Stored data:
● ● ● ●

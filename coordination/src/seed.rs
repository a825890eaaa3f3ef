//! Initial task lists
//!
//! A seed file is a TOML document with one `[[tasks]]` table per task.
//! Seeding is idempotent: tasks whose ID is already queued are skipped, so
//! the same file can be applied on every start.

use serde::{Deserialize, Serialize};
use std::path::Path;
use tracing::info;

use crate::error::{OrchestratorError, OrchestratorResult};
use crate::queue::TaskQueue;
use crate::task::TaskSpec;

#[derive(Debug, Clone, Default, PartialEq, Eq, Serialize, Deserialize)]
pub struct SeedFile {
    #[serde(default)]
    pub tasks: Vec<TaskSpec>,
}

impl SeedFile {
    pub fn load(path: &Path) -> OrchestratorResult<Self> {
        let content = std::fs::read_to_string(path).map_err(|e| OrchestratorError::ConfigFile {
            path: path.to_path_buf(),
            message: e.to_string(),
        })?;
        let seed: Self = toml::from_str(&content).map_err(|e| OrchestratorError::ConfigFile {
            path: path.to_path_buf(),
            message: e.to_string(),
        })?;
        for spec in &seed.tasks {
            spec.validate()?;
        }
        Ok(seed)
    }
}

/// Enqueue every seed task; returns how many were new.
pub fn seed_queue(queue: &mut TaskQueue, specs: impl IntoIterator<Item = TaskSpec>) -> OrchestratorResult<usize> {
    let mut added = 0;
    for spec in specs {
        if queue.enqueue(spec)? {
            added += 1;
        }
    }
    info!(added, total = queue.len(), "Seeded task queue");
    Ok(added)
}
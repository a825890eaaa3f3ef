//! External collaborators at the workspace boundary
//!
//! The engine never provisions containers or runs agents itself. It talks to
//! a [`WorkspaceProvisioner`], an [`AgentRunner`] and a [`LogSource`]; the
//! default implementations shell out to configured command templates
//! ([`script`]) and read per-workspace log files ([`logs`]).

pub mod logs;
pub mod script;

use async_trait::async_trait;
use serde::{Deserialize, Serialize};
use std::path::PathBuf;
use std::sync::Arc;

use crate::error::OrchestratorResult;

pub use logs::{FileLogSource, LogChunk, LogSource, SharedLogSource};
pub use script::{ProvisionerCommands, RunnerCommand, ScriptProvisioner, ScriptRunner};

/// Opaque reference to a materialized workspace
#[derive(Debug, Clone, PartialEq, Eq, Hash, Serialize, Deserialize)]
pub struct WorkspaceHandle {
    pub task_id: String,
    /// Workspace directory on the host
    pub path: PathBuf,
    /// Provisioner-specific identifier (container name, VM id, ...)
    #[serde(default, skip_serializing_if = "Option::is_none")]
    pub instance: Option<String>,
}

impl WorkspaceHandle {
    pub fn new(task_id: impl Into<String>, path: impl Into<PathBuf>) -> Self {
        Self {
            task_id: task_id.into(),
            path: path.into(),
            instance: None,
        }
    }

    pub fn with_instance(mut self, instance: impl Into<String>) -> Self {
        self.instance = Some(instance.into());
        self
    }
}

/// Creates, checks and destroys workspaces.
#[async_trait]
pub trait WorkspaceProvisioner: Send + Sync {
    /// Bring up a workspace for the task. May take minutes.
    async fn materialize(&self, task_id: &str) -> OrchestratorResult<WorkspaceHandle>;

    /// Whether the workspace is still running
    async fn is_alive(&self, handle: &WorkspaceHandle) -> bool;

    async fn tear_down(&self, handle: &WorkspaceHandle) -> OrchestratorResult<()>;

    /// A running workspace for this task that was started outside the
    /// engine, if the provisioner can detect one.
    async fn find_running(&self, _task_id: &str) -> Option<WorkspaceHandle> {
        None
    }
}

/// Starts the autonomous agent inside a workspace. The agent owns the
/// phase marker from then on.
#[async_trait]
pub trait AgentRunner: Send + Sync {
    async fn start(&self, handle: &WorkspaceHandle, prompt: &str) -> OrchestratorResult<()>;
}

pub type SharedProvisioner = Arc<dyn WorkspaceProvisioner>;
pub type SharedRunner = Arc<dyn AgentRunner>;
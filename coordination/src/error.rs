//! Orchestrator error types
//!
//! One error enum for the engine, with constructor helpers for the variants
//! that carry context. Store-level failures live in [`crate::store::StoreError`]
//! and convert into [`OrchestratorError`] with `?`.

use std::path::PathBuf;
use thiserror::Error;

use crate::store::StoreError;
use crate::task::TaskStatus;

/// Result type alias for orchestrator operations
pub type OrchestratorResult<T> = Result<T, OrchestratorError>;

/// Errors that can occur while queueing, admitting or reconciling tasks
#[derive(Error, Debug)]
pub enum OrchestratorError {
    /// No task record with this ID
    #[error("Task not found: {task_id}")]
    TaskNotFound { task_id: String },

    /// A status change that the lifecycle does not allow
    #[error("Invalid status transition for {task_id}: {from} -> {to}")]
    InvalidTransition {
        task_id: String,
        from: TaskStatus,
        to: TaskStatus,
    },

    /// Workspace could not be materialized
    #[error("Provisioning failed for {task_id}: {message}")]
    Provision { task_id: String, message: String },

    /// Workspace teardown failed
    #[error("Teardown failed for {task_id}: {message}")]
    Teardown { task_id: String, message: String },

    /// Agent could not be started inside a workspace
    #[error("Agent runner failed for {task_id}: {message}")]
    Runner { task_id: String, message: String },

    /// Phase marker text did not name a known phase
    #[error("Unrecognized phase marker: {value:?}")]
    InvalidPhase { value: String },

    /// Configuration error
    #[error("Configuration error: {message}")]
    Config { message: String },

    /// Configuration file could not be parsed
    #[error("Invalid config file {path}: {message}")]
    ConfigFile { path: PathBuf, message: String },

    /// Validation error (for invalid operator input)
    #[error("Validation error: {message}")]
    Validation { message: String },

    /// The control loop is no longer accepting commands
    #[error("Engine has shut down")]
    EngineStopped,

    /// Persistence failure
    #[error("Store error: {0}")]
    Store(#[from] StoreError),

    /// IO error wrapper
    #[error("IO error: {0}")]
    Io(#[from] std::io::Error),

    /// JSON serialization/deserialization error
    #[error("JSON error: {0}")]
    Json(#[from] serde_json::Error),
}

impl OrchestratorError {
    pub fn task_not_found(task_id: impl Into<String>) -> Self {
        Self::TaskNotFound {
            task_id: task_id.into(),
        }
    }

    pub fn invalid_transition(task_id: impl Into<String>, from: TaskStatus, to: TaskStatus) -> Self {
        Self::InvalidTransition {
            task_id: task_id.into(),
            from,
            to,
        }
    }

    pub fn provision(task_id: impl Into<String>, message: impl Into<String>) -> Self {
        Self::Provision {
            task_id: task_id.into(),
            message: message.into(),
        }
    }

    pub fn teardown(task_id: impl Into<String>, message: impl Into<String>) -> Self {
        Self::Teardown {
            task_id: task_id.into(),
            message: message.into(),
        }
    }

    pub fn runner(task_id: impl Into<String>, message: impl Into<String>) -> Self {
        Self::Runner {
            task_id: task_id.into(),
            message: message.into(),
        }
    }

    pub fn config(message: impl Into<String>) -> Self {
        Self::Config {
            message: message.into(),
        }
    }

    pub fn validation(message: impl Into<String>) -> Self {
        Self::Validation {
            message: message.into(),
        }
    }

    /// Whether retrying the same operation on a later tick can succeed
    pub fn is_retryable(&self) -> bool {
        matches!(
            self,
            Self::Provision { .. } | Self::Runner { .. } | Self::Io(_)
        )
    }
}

● ● ● ●

- What the exercise asks:
In the lines above, every record is to be repeated exactly.

- Written answer:
filename coordination/src/seed.rs
repository a825890eaaa3f3ef
//! Initial task lists
//!
//! A seed file is a TOML document with one `[[tasks]]` table per task.
//! Seeding is idempotent: tasks whose ID is already queued are skipped, so
//! the same file can be applied on every start.

use serde::{Deserialize, Serialize};
use std::path::Path;
use tracing::info;

use crate::error::{OrchestratorError, OrchestratorResult};
use crate::queue::TaskQueue;
use crate::task::TaskSpec;

#[derive(Debug, Clone, Default, PartialEq, Eq, Serialize, Deserialize)]
pub struct SeedFile {
    #[serde(default)]
    pub tasks: Vec<TaskSpec>,
}

impl SeedFile {
    pub fn load(path: &Path) -> OrchestratorResult<Self> {
        let content = std::fs::read_to_string(path).map_err(|e| OrchestratorError::ConfigFile {
            path: path.to_path_buf(),
            message: e.to_string(),
        })?;
        let seed: Self = toml::from_str(&content).map_err(|e| OrchestratorError::ConfigFile {
            path: path.to_path_buf(),
            message: e.to_string(),
        })?;
        for spec in &seed.tasks {
            spec.validate()?;
        }
        Ok(seed)
    }
}

/// Enqueue every seed task; returns how many were new.
pub fn seed_queue(queue: &mut TaskQueue, specs: impl IntoIterator<Item = TaskSpec>) -> OrchestratorResult<usize> {
    let mut added = 0;
    for spec in specs {
        if queue.enqueue(spec)? {
            added += 1;
        }
    }
    info!(added, total = queue.len(), "Seeded task queue");
    Ok(added)
}
repository a825890eaaa3f3ef
//! External collaborators at the workspace boundary
//!
//! The engine never provisions containers or runs agents itself. It talks to
//! a [`WorkspaceProvisioner`], an [`AgentRunner`] and a [`LogSource`]; the
//! default implementations shell out to configured command templates
//! ([`script`]) and read per-workspace log files ([`logs`]).

pub mod logs;
pub mod script;

use async_trait::async_trait;
use serde::{Deserialize, Serialize};
use std::path::PathBuf;
use std::sync::Arc;

use crate::error::OrchestratorResult;

pub use logs::{FileLogSource, LogChunk, LogSource, SharedLogSource};
pub use script::{ProvisionerCommands, RunnerCommand, ScriptProvisioner, ScriptRunner};

/// Opaque reference to a materialized workspace
#[derive(Debug, Clone, PartialEq, Eq, Hash, Serialize, Deserialize)]
pub struct WorkspaceHandle {
    pub task_id: String,
    /// Workspace directory on the host
    pub path: PathBuf,
    /// Provisioner-specific identifier (container name, VM id, ...)
    #[serde(default, skip_serializing_if = "Option::is_none")]
    pub instance: Option<String>,
}

impl WorkspaceHandle {
    pub fn new(task_id: impl Into<String>, path: impl Into<PathBuf>) -> Self {
        Self {
            task_id: task_id.into(),
            path: path.into(),
            instance: None,
        }
    }

    pub fn with_instance(mut self, instance: impl Into<String>) -> Self {
        self.instance = Some(instance.into());
        self
    }
}

/// Creates, checks and destroys workspaces.
#[async_trait]
pub trait WorkspaceProvisioner: Send + Sync {
    /// Bring up a workspace for the task. May take minutes.
    async fn materialize(&self, task_id: &str) -> OrchestratorResult<WorkspaceHandle>;

    /// Whether the workspace is still running
    async fn is_alive(&self, handle: &WorkspaceHandle) -> bool;

    async fn tear_down(&self, handle: &WorkspaceHandle) -> OrchestratorResult<()>;

    /// A running workspace for this task that was started outside the
    /// engine, if the provisioner can detect one.
    async fn find_running(&self, _task_id: &str) -> Option<WorkspaceHandle> {
        None
    }
}

/// Starts the autonomous agent inside a workspace. The agent owns the
/// phase marker from then on.
#[async_trait]
pub trait AgentRunner: Send + Sync {
    async fn start(&self, handle: &WorkspaceHandle, prompt: &str) -> OrchestratorResult<()>;
}

pub type SharedProvisioner = Arc<dyn WorkspaceProvisioner>;
pub type SharedRunner = Arc<dyn AgentRunner>;
filename coordination/src/error.rs
//! Orchestrator error types
//!
//! One error enum for the engine, with constructor helpers for the variants
//! that carry context. Store-level failures live in [`crate::store::StoreError`]
//! and convert into [`OrchestratorError`] with `?`.

use std::path::PathBuf;
use thiserror::Error;

use crate::store::StoreError;
use crate::task::TaskStatus;

/// Result type alias for orchestrator operations
pub type OrchestratorResult<T> = Result<T, OrchestratorError>;

/// Errors that can occur while queueing, admitting or reconciling tasks
#[derive(Error, Debug)]
pub enum OrchestratorError {
    /// No task record with this ID
    #[error("Task not found: {task_id}")]
    TaskNotFound { task_id: String },

    /// A status change that the lifecycle does not allow
    #[error("Invalid status transition for {task_id}: {from} -> {to}")]
    InvalidTransition {
        task_id: String,
        from: TaskStatus,
        to: TaskStatus,
    },

    /// Workspace could not be materialized
    #[error("Provisioning failed for {task_id}: {message}")]
    Provision { task_id: String, message: String },

    /// Workspace teardown failed
    #[error("Teardown failed for {task_id}: {message}")]
    Teardown { task_id: String, message: String },

    /// Agent could not be started inside a workspace
    #[error("Agent runner failed for {task_id}: {message}")]
    Runner { task_id: String, message: String },

    /// Phase marker text did not name a known phase
    #[error("Unrecognized phase marker: {value:?}")]
    InvalidPhase { value: String },

    /// Configuration error
    #[error("Configuration error: {message}")]
    Config { message: String },

    /// Configuration file could not be parsed
    #[error("Invalid config file {path}: {message}")]
    ConfigFile { path: PathBuf, message: String },

    /// Validation error (for invalid operator input)
    #[error("Validation error: {message}")]
    Validation { message: String },

    /// The control loop is no longer accepting commands
    #[error("Engine has shut down")]
    EngineStopped,

    /// Persistence failure
    #[error("Store error: {0}")]
    Store(#[from] StoreError),

    /// IO error wrapper
    #[error("IO error: {0}")]
    Io(#[from] std::io::Error),

    /// JSON serialization/deserialization error
    #[error("JSON error: {0}")]
    Json(#[from] serde_json::Error),
}

impl OrchestratorError {
    pub fn task_not_found(task_id: impl Into<String>) -> Self {
        Self::TaskNotFound {
            task_id: task_id.into(),
        }
    }

    pub fn invalid_transition(task_id: impl Into<String>, from: TaskStatus, to: TaskStatus) -> Self {
        Self::InvalidTransition {
            task_id: task_id.into(),
            from,
            to,
        }
    }

    pub fn provision(task_id: impl Into<String>, message: impl Into<String>) -> Self {
        Self::Provision {
            task_id: task_id.into(),
            message: message.into(),
        }
    }

    pub fn teardown(task_id: impl Into<String>, message: impl Into<String>) -> Self {
        Self::Teardown {
            task_id: task_id.into(),
            message: message.into(),
        }
    }

    pub fn runner(task_id: impl Into<String>, message: impl Into<String>) -> Self {
        Self::Runner {
            task_id: task_id.into(),
            message: message.into(),
        }
    }

    pub fn config(message: impl Into<String>) -> Self {
        Self::Config {
            message: message.into(),
        }
    }

    pub fn validation(message: impl Into<String>) -> Self {
        Self::Validation {
            message: message.into(),
        }
    }

    /// Whether retrying the same operation on a later tick can succeed
    pub fn is_retryable(&self) -> bool {
        matches!(
            self,
            Self::Provision { .. } | Self::Runner { .. } | Self::Io(_)
        )
    }
}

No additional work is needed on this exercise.